Expert in Complexity

Carrie Wickham examines the evolution of the Muslim Brotherhood

Country in chaos: Egypt in the wake of President Morsi's arrest.
Mahmoud Khaled/AFP/Getty Images

Carrie Wickham

Ann Borden

It is difficult to imagine a subject more timely, volatile, and elusive than that of Carrie Rosefsky Wickham’s The Muslim Brotherhood: Evolution of an Islamist Movement. Since its publication last summer, events in Egypt have continued to move with astonishing rapidity, and Wickham is increasingly sought out as a guide to the complexity of Egyptian politics. As Lisa Blaydes reports in a recent Boston Review article about Wickham’s book, she walked into the office of Essam el-Erian—deputy leader of the Brotherhood’s Freedom and Justice Party—in 2007 for an interview. His first question to her was, “Do you know Carrie Wickham?”

The cover of the book depicts Muslim Brotherhood supporters celebrating the ascendancy of Brotherhood leader Mohamed Morsi to the presidency on June 24, 2012. Just one year later, on July 3, 2013—the same month Wickham’s book was published—he was removed from office and charged with, according to the New York Times on September 1, “inciting his supporters and aides to commit the crimes of premeditated murder” as a result of December 2012 clashes that resulted in widespread deaths. El-Erian remained free longer, but was himself arrested on October 30.
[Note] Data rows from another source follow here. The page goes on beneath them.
use crate::ast::{Expression, Function, Operator, OperatorKind, Parameters, Parser};
use crate::error::{ExpressionError, Result};
use log::debug;
use std::collections::{HashMap, HashSet};
use std::sync::Arc;

/// Turns the text of a numeric literal into a domain value.
pub type NumberParser<T> = Arc<dyn Fn(&str) -> Result<T, String> + Send + Sync>;

/// Label used for the synthesized implicit multiplication operator.
pub const IMPLICIT_MULTIPLICATION: &str = "*";

/// Syntactic position an operator label is found in.
#[derive(Debug, Copy, Clone, PartialEq, Eq)]
pub enum Position {
    /// Start of input, or right after an operator, an opening parenthesis or a comma.
    ExpectOperand,
    /// Right after something that produced an operand.
    AfterOperand,
}

/// Label to definition table consulted by the tokenizer and the parser.
///
/// A registry is configured once and then only read; parsing never mutates it.
pub struct Registry<T> {
    operators: HashMap<String, Vec<Arc<Operator<T>>>>,
    functions: HashMap<String, Arc<Function<T>>>,
    constants: HashMap<String, T>,
    variables: HashSet<String>,
    implicit_multiplication: Option<Arc<Operator<T>>>,
    number_parser: NumberParser<T>,
    /// Every known label, longest first.
    labels: Vec<String>,
}

impl<T> Registry<T> {
    pub fn new<F>(number_parser: F) -> Self
    where
        F: Fn(&str) -> Result<T, String> + Send + Sync + 'static,
    {
        Self {
            operators: HashMap::new(),
            functions: HashMap::new(),
            constants: HashMap::new(),
            variables: HashSet::new(),
            implicit_multiplication: None,
            number_parser: Arc::new(number_parser),
            labels: Vec::new(),
        }
    }

    /// Registers an operator. A label may carry several operators as long as
    /// their kinds differ (e.g. infix and prefix `-`).
    pub fn register_operator<F>(
        &mut self,
        label: &str,
        kind: OperatorKind,
        precedence: i32,
        compute: F,
    ) -> Result<()>
    where
        F: Fn(&[T]) -> Result<T, String> + Send + Sync + 'static,
    {
        validate_label(label)?;
        if self.functions.contains_key(label)
            || self.constants.contains_key(label)
            || self.variables.contains(label)
        {
            return Err(conflict(label, "operator"));
        }

        let entries = self.operators.entry(label.to_string()).or_default();
        if entries.iter().any(|operator| operator.kind() == kind) {
            return Err(ExpressionError::Configuration(format!(
                "operator `{}` is already registered as {:?}",
                label, kind
            )));
        }
        entries.push(Arc::new(Operator::new(label, kind, precedence, compute)));

        debug!("Registered operator `{}` ({:?}, precedence {})", label, kind, precedence);
        self.remember_label(label);
        Ok(())
    }

    pub fn register_function<F>(
        &mut self,
        label: &str,
        parameters: Parameters,
        compute: F,
    ) -> Result<()>
    where
        F: Fn(&[T]) -> Result<T, String> + Send + Sync + 'static,
    {
        validate_label(label)?;
        if self.functions.contains_key(label) {
            return Err(ExpressionError::Configuration(format!(
                "function `{}` is already registered",
                label
            )));
        }
        if self.operators.contains_key(label)
            || self.constants.contains_key(label)
            || self.variables.contains(label)
        {
            return Err(conflict(label, "function"));
        }

        self.functions.insert(
            label.to_string(),
            Arc::new(Function::new(label, parameters, compute)),
        );

        debug!("Registered function `{}` ({} parameters)", label, parameters);
        self.remember_label(label);
        Ok(())
    }

    pub fn register_constant(&mut self, label: &str, value: T) -> Result<()> {
        validate_label(label)?;
        if self.constants.contains_key(label) {
            return Err(ExpressionError::Configuration(format!(
                "constant `{}` is already registered",
                label
            )));
        }
        if self.operators.contains_key(label)
            || self.functions.contains_key(label)
            || self.variables.contains(label)
        {
            return Err(conflict(label, "constant"));
        }

        self.constants.insert(label.to_string(), value);

        debug!("Registered constant `{}`", label);
        self.remember_label(label);
        Ok(())
    }

    /// Declares a label that is bound only when the expression is evaluated.
    pub fn register_variable(&mut self, label: &str) -> Result<()> {
        validate_label(label)?;
        if self.variables.contains(label) {
            return Err(ExpressionError::Configuration(format!(
                "variable `{}` is already declared",
                label
            )));
        }
        if self.operators.contains_key(label)
            || self.functions.contains_key(label)
            || self.constants.contains_key(label)
        {
            return Err(conflict(label, "variable"));
        }

        self.variables.insert(label.to_string());
        self.remember_label(label);
        Ok(())
    }

    /// Enables implicit multiplication between adjacent operands, e.g. `2(3+4)`
    /// or `2x`. The synthesized operator behaves like a left associative infix
    /// operator with the given precedence.
    pub fn register_implicit_multiplication<F>(&mut self, precedence: i32, compute: F) -> Result<()>
    where
        F: Fn(&[T]) -> Result<T, String> + Send + Sync + 'static,
    {
        if self.implicit_multiplication.is_some() {
            return Err(ExpressionError::Configuration(
                "implicit multiplication is already registered".to_string(),
            ));
        }
        self.implicit_multiplication = Some(Arc::new(Operator::new(
            IMPLICIT_MULTIPLICATION,
            OperatorKind::Infix,
            precedence,
            compute,
        )));
        Ok(())
    }

    /// Picks the operator a label denotes at the given position: the prefix
    /// entry where an operand is expected, otherwise the binary entry or,
    /// failing that, the suffix entry.
    pub fn lookup_operator(&self, label: &str, position: Position) -> Option<&Arc<Operator<T>>> {
        let entries = self.operators.get(label)?;
        let of_kind = move |kind: OperatorKind| entries.iter().find(|operator| operator.kind() == kind);
        match position {
            Position::ExpectOperand => of_kind(OperatorKind::Prefix),
            Position::AfterOperand => of_kind(OperatorKind::Infix)
                .or_else(|| of_kind(OperatorKind::InfixRtl))
                .or_else(|| of_kind(OperatorKind::Suffix)),
        }
    }

    /// Any operator registered under `label`, regardless of position.
    pub(crate) fn any_operator(&self, label: &str) -> Option<&Arc<Operator<T>>> {
        self.operators.get(label).and_then(|entries| entries.first())
    }

    pub fn is_operator(&self, label: &str) -> bool {
        self.operators.contains_key(label)
    }

    pub fn lookup_function(&self, label: &str) -> Option<&Arc<Function<T>>> {
        self.functions.get(label)
    }

    pub fn lookup_constant(&self, label: &str) -> Option<&T> {
        self.constants.get(label)
    }

    pub fn is_variable(&self, label: &str) -> bool {
        self.variables.contains(label)
    }

    pub fn implicit_multiplication(&self) -> Option<&Arc<Operator<T>>> {
        self.implicit_multiplication.as_ref()
    }

    pub fn constants(&self) -> &HashMap<String, T> {
        &self.constants
    }

    pub fn parse_number(&self, literal: &str) -> Result<T, String> {
        (self.number_parser)(literal)
    }

    /// Every registered label, longest first.
    pub fn labels(&self) -> &[String] {
        &self.labels
    }

    fn remember_label(&mut self, label: &str) {
        if self.labels.iter().any(|known| known == label) {
            return;
        }
        let at = self.labels.partition_point(|known| known.len() >= label.len());
        self.labels.insert(at, label.to_string());
    }
}

impl<T: Clone> Registry<T> {
    /// Parses `input` into an expression that snapshots the current constants.
    pub fn parse(&self, input: &str) -> Result<Expression<T>> {
        Parser::new(self).parse_expression(input)
    }
}

fn conflict(label: &str, category: &str) -> ExpressionError {
    ExpressionError::Configuration(format!(
        "cannot register {} `{}`: the label is already in use",
        category, label
    ))
}

fn validate_label(label: &str) -> Result<()> {
    let Some(first) = label.chars().next() else {
        return Err(ExpressionError::Configuration(
            "labels must not be empty".to_string(),
        ));
    };
    if first.is_ascii_digit() {
        return Err(ExpressionError::Configuration(format!(
            "label `{}` must not start with a digit",
            label
        )));
    }
    if label
        .chars()
        .any(|c| c.is_whitespace() || matches!(c, '(' | ')' | ','))
    {
        return Err(ExpressionError::Configuration(format!(
            "label `{}` must not contain whitespace, parentheses or commas",
            label
        )));
    }
    Ok(())
}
Wickham, associate professor of political science, hardly had time to bask in the successful launch of her second book: a scant six days after its release, she weighed in with the op-ed “Egypt’s Missed Opportunity” in the New York Times; more recently, in the Guardian, she wrote a piece warning that a ban of the Brotherhood will worsen Egypt’s divisions.

Wickham has been covering the Muslim Brotherhood since her dissertation fieldwork began in 1990. In 2002 she authored Mobilizing Islam: Religion, Activism, and Political Change in Egypt. The research for her current book began in 2004 and involved 124 interviews—including one with Morsi before his presidential run—with Islamist and secular civic and political activists, academics, and journalists in Egypt, Jordan, Morocco, and Kuwait.

It is remarkable testimony to Wickham that an American woman could gain the trust of this group of men. Most of those interviewed spoke in Arabic to her, and all translations in the book—except where noted—are her own. The book also draws on Arabic-language primary-source documents, books, research reports, and media articles that other Western researchers have failed to mine.

The Muslim Brotherhood, despite its thrust into the political limelight with Morsi’s presidency, has seemed to thrive on the sidelines and in the shadows for much of its history. Founded by Hasan al-Banna in 1928, the Brotherhood—according to Wickham—“is the flagship organization of Sunni revivalist Islam and has been in existence longer than any other contemporary Islamist group in the Arab world.” It had its beginnings as a small religious and charitable society. As Wickham reveals, the group’s goal was not to seize power for itself, but to serve as a catalyst for “a broad process of social reform that would lead eventually and inevitably to the establishment of an Islamic state.”

More than eighty years after the Brotherhood’s founding, the wait continues. Wickham captures the paradoxical condition of the Brotherhood on the day of Morsi’s election, June 30, 2012: “An Islamist organization that had spent most of its existence denied legal status and subject to depredations of a hostile authoritarian state was now in charge of the very apparatus once used to repress it. And it had reached those heights not by way of coup or revolution but through the ballot box.” Despite a string of electoral victories, the Brotherhood’s power was never secure—nor was their constitution backed by a wider national consensus.

Both in the book and in more recent comments, Wickham stresses the need for what she calls a “healthy dose of humility” with regard to the Brotherhood. There is still much we don’t know about its operation. And its contradictions are many, starting with the fact that women play an active role but are denied formal rights and have little say. Reformists contend with conservatives in a perpetual seesaw for the balance of power that can result in expulsion for internal critics of the group’s senior leadership. Calling Wickham’s work “an excellent new history,” Paul Danahar of the Guardian notes that “her research in both Arabic and English has revealed several brotherhoods, oscillating between secrecy and transparency, modernity and the example of the Prophet Muhammad.”

What lies ahead for the Brotherhood? Many will look to an American woman and Emory faculty member for thoughtful, nuanced answers.